Par Leslie Péan
Soumis à AlterPresse le 5 juin 2012
La génération des années 60 est arrivée à l’heure des bilans. Betty Sorel Gilles se lance dans l’arène avec la publication de Parcours d’une femme engagée à l’Imprimerie Kopivit-L’Action Sociale. Le sous-titre précise le thème : Aux côtés d’un Leader Politique de Gauche. Betty Sorel Gilles raconte son histoire avec humilité et courage. Bientôt, c’est la retraite. Et la mémoire risque de faire défaut. Elle nous livre son parcours et son vécu avec Serge Gilles, un homme de gauche. Un tour de force qui montre comment l’amour et la politique peuvent se rencontrer et surtout faire bon ménage. En continuant à chercher une réponse possible à l’effondrement des grandes utopies. Mais aussi à l’effondrement haïtien. Une lecture critique des acquis de la gauche haïtienne et de son combat personnel dans une histoire qui est encore en train de se faire et de se défaire sans cesse. Les déplacements significatifs dans la chronologie sont présentés de plain-pied et l’ordonnancement du vécu de l’auteure ne suit pas fidèlement l’ordre du discours.
C’est le cas avec l’accueil donné à Serge Gilles par Pierre Joxe, ministre français de l’Intérieur, à l’hôpital Val de Grâce, après les mauvais traitements subis sous le gouvernement de Prosper Avril. C’est aussi le cas avec la disparition de son frère Ti René Sorel en 2005. Mais cela n’empêche nullement une succession des événements avec un inventaire de tous les lieux traversés. De Paris à Maïssade. De Santo Domingo à la Martinique. D’Albufeira à Port-au-Prince. Échos de souvenirs qui mettent les couleurs vives d’un idéal sur les perceptions désabusées de la vie politique.
Le milieu estudiantin est loin d’être homogène. Il est traversé de multiples courants populistes, marxistes, anarchistes, fascistes. Bref, des courants dont certains veulent changer le monde et d’autres le maintenir tel quel avec ses inégalités, crimes et exploitations qui font l’affaire d’une minorité. Prise dans ce tourbillon, l’étudiante des pays moins avancés (PMA) fait un choix. Betty Sorel Gilles est du côté des opprimés. Du côté de l’avenir. Avec esprit critique. En revenant d’Haïti en 1968, ce choix fait, l’orientation prise et assumée tient compte des inflexions de la vie quotidienne de la société qui l’a accueillie en y ajoutant les épices de son expérience créole pour susciter autour d’elles un cocktail de solidarité et de combats.

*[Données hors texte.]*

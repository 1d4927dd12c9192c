use std::sync::Arc;

use axum::extract::State;
use teloxide::prelude::Requester;
use url::Url;

use crate::{error::ErrorServer, state::ServerState};

pub async fn info() -> &'static str {
    "Mino NFT bot is running!"
}

/// Points Telegram at `{WEBHOOK_URL}/{token}`.
pub async fn set_webhook(
    State(server_state): State<Arc<ServerState>>,
) -> Result<String, ErrorServer> {
    let endpoint = server_state.config().webhook_endpoint().ok_or_else(|| {
        ErrorServer::bad_request("WEBHOOK_URL is not configured")
    })?;

    register_webhook(&server_state, &endpoint).await?;
    let base = server_state.config().webhook_url.clone().unwrap_or_default();
    Ok(format!("Webhook set to {}/<token>", base))
}

pub async fn register_webhook(server_state: &ServerState, endpoint: &str) -> Result<(), ErrorServer> {
    let url = Url::parse(endpoint).map_err(|e| {
        ErrorServer::bad_request(format!("Invalid webhook URL: {}", e))
    })?;

    server_state.bot().set_webhook(url).await.map_err(|e| {
        log::error!("Failed to set webhook: {}", e);
        ErrorServer::internal(format!("Failed to set webhook: {}", e))
    })?;

    log::info!("Webhook registered");
    Ok(())
}
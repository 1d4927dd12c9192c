//! Inline-button payloads.
//!
//! Telegram caps callback data at 64 bytes, so free-text parts (player names,
//! filter values) are cut on a char boundary when encoded. Whoever resolves
//! them must accept a prefix match.

use std::fmt;

use crate::catalog::dto::{EarningsPeriod, PlayerField};
use crate::helpers::utils::truncate_bytes;

pub const MAX_CALLBACK_BYTES: usize = 64;

#[derive(Debug, Clone, Copy, PartialEq, Eq)]
pub enum Direction {
    Prev,
    Next,
}

impl Direction {
    fn as_str(&self) -> &'static str {
        match self {
            Direction::Prev => "prev",
            Direction::Next => "next",
        }
    }
}

#[derive(Debug, Clone, PartialEq)]
pub enum CallbackAction {
    /// `filter_<field>`: list the distinct values of a field.
    FilterMenu(PlayerField),
    /// `filter_<field>_value_<value>`: players whose field equals value.
    FilterValue { field: PlayerField, value: String },
    /// `sort_alpha`: every active player, A to Z.
    SortAlpha,
    /// `(prev|next)_page_<n>`: page `n` of the player list in the session.
    ListPage { direction: Direction, page: usize },
    /// `filter_(prev|next)_<n>`: page `n` of the value list in the session.
    FilterPage { direction: Direction, page: usize },
    Player(String),
    Chart(String),
    Earnings { period: EarningsPeriod, page: usize },
    BackToMenu,
}

fn parse_direction(token: &str) -> Option<Direction> {
    match token {
        "prev" => Some(Direction::Prev),
        "next" => Some(Direction::Next),
        _ => None,
    }
}

impl CallbackAction {
    pub fn parse(data: &str) -> Option<Self> {
        match data {
            "back_to_menu" => return Some(CallbackAction::BackToMenu),
            "sort_alpha" => return Some(CallbackAction::SortAlpha),
            _ => {}
        }

        if let Some(rest) = data.strip_prefix("filter_") {
            return Self::parse_filter(rest);
        }

        if let Some(name) = data.strip_prefix("player_") {
            return (!name.is_empty()).then(|| CallbackAction::Player(name.to_string()));
        }

        if let Some(name) = data.strip_prefix("chart_") {
            return (!name.is_empty()).then(|| CallbackAction::Chart(name.to_string()));
        }

        if let Some((direction, page)) = data.split_once("_page_") {
            return Some(CallbackAction::ListPage {
                direction: parse_direction(direction)?,
                page: page.parse().ok()?,
            });
        }

        if let Some(rest) = data.strip_prefix("earnings_") {
            let (period, page) = rest.rsplit_once('_')?;
            return Some(CallbackAction::Earnings {
                period: period.parse().ok()?,
                page: page.parse().ok()?,
            });
        }

        None
    }

    fn parse_filter(rest: &str) -> Option<Self> {
        if let Some((direction, page)) = rest.split_once('_') {
            if let Some(direction) = parse_direction(direction) {
                return Some(CallbackAction::FilterPage {
                    direction,
                    page: page.parse().ok()?,
                });
            }
        }

        match rest.split_once("_value_") {
            Some((field, value)) if !value.is_empty() => Some(CallbackAction::FilterValue {
                field: field.parse().ok()?,
                value: value.to_string(),
            }),
            Some(_) => None,
            None => Some(CallbackAction::FilterMenu(rest.parse().ok()?)),
        }
    }

    /// Encoded payload, never longer than [`MAX_CALLBACK_BYTES`].
    pub fn to_data(&self) -> String {
        let with_text = |prefix: String, text: &str| {
            let room = MAX_CALLBACK_BYTES.saturating_sub(prefix.len());
            format!("{}{}", prefix, truncate_bytes(text, room))
        };

        match self {
            CallbackAction::FilterMenu(field) => format!("filter_{}", field.slug()),
            CallbackAction::FilterValue { field, value } => {
                with_text(format!("filter_{}_value_", field.slug()), value)
            }
            CallbackAction::SortAlpha => "sort_alpha".to_string(),
            CallbackAction::ListPage { direction, page } => {
                format!("{}_page_{}", direction.as_str(), page)
            }
            CallbackAction::FilterPage { direction, page } => {
                format!("filter_{}_{}", direction.as_str(), page)
            }
            CallbackAction::Player(name) => with_text("player_".to_string(), name),
            CallbackAction::Chart(name) => with_text("chart_".to_string(), name),
            CallbackAction::Earnings { period, page } => {
                format!("earnings_{}_{}", period.slug(), page)
            }
            CallbackAction::BackToMenu => "back_to_menu".to_string(),
        }
    }
}

impl fmt::Display for CallbackAction {
    fn fmt(&self, f: &mut fmt::Formatter<'_>) -> fmt::Result {
        f.write_str(&self.to_data())
    }
}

Betty Sorel Gilles évoque les événements des quarante dernières années qui ont marqué sa vie avec son compagnon de route. Dans ce genre d’entreprises, certains événements apparemment importants au moment où ils se passaient se révèlent insignifiants dans la durée. Ils sont oubliés ou minimisés. D’autres grandissent au fil du temps. Et ce sont ceux-là, naturellement, qui sont livrés par Betty Sorel Gilles dans son ouvrage Parcours d’une femme engagée . Dans la situation inextricable dans laquelle Haïti est plongée, avec un avenir sombre, Betty Sorel Gilles traque les situations les plus diverses de sa famille, de son monde et de la solidarité internationale.
Un vivifiant parfum de militance de gauche
Betty présente nombre de personnalités, les unes célèbres, les autres anonymes, qui partagent une part de son histoire, et dont les visages traversent l’ouvrage. Dans son parcours, elle a rencontré avec son mari des dirigeants politiques de l’Internationale socialiste, dont Danielle Mitterand, Laurent Fabius, José Francisco Peña Gómez, Willy Brandt, Olof Palme, Leonel Brizola. Les photos prises avec ces personnalités donnent à l’ouvrage un vivifiant parfum de militance de gauche. Il en est de même de celles prises avec d’autres militants qui ont toujours été solidaires du combat mené par le peuple haïtien pour son émancipation. Et avec de nombreux amis, dont moi-même, et une foule des camarades porteurs d’idéaux et de rêves grandioses pour les autres.
De l’accueil des réfugiés politiques à Massy en France en 1968 aux inévitables disputes de couple, on la suit dans sa journée familiale ponctuée d’habitudes bien établies avec ses tics personnels, sa foi religieuse retrouvée suite à la répression des militaires lors des élections massacrées du 29 novembre 1987, ses activités ordinaires de mère éduquant ses deux filles. Betty Gilles n’est pas une féministe militante. Mais elle revendique ses droits et ne se laisse pas marcher sur les pieds. Elle n’est pas de celles qui vont jusqu’à penser que la parité des sexes doit s’étendre jusqu’à l’accord des adjectifs qualifiant les noms masculin et féminin. On la suit aussi dans son couple, séduisant inlassablement son mari dans une conquête digne de toutes celles qui ont le cœur bien à gauche. Une mise en situation d’un univers de résistance pour un monde meilleur même quand tout a semblé s’écrouler avec le tremblement de terre du 12 janvier 2010 et l’épidémie de choléra qui a suivi.
La rétrospective permet de voir les moments les plus importants d’une vie. Les jeunes et moins jeunes qui cherchent une direction à donner à leur existence peuvent beaucoup apprendre de l’ouvrage de Betty Sorel Gilles. Dans les tâtonnements pour trouver une direction à leurs activités, ces derniers découvriront les tournants et les pièges à éviter, car bien des « chemins » ne mènent nulle part. Avec un art consommé, l’auteure nous plonge dans la quotidienneté du monde de la militance. Diderot disait « La vie est courte, mais les journées longues. » Elles peuvent être interminables et « le mari de Madame Betty » en sait quelque chose. N’a-t-il pas été sauvé en 1994 d’une inondation près de Léogane par John, ce militaire américain qui sortit de son tank pour lui lancer une corde afin qu’il s’accroche dans les eaux qui l’emportaient avec ses compagnons dans leur voiture ?
Dans la représentation sensible de son vécu, Betty Sorel Gilles indique concrètement comment son intérêt pour la justice sociale n’est pas un rêve. Au-delà d’une simple posture, son intention devient principe. Tant au niveau de la FUSION des Sociaux Démocrates qu’à celui de la Fondation Jean François Exavier (FONJAFE). Ce nom renvoie à ce militant paysan sorti de plus d’une décennie dans les bateyes dominicains et qui retourna en Haïti après 1986, créant une école pour les jeunes démunis dans la région de Mirebalais. Betty prend parti en regardant le chemin parcouru à travers ses activités politiques qui constituent pour elle une force d’appoint.
Le miroir présenté par Betty Sorel Gilles est révélateur de la psychologie d’une génération de femmes scrutant le réel pour combattre l’imposture qui maintient Haïti dans la précarité. Un livre à lire, divertissant, instructif et captivant.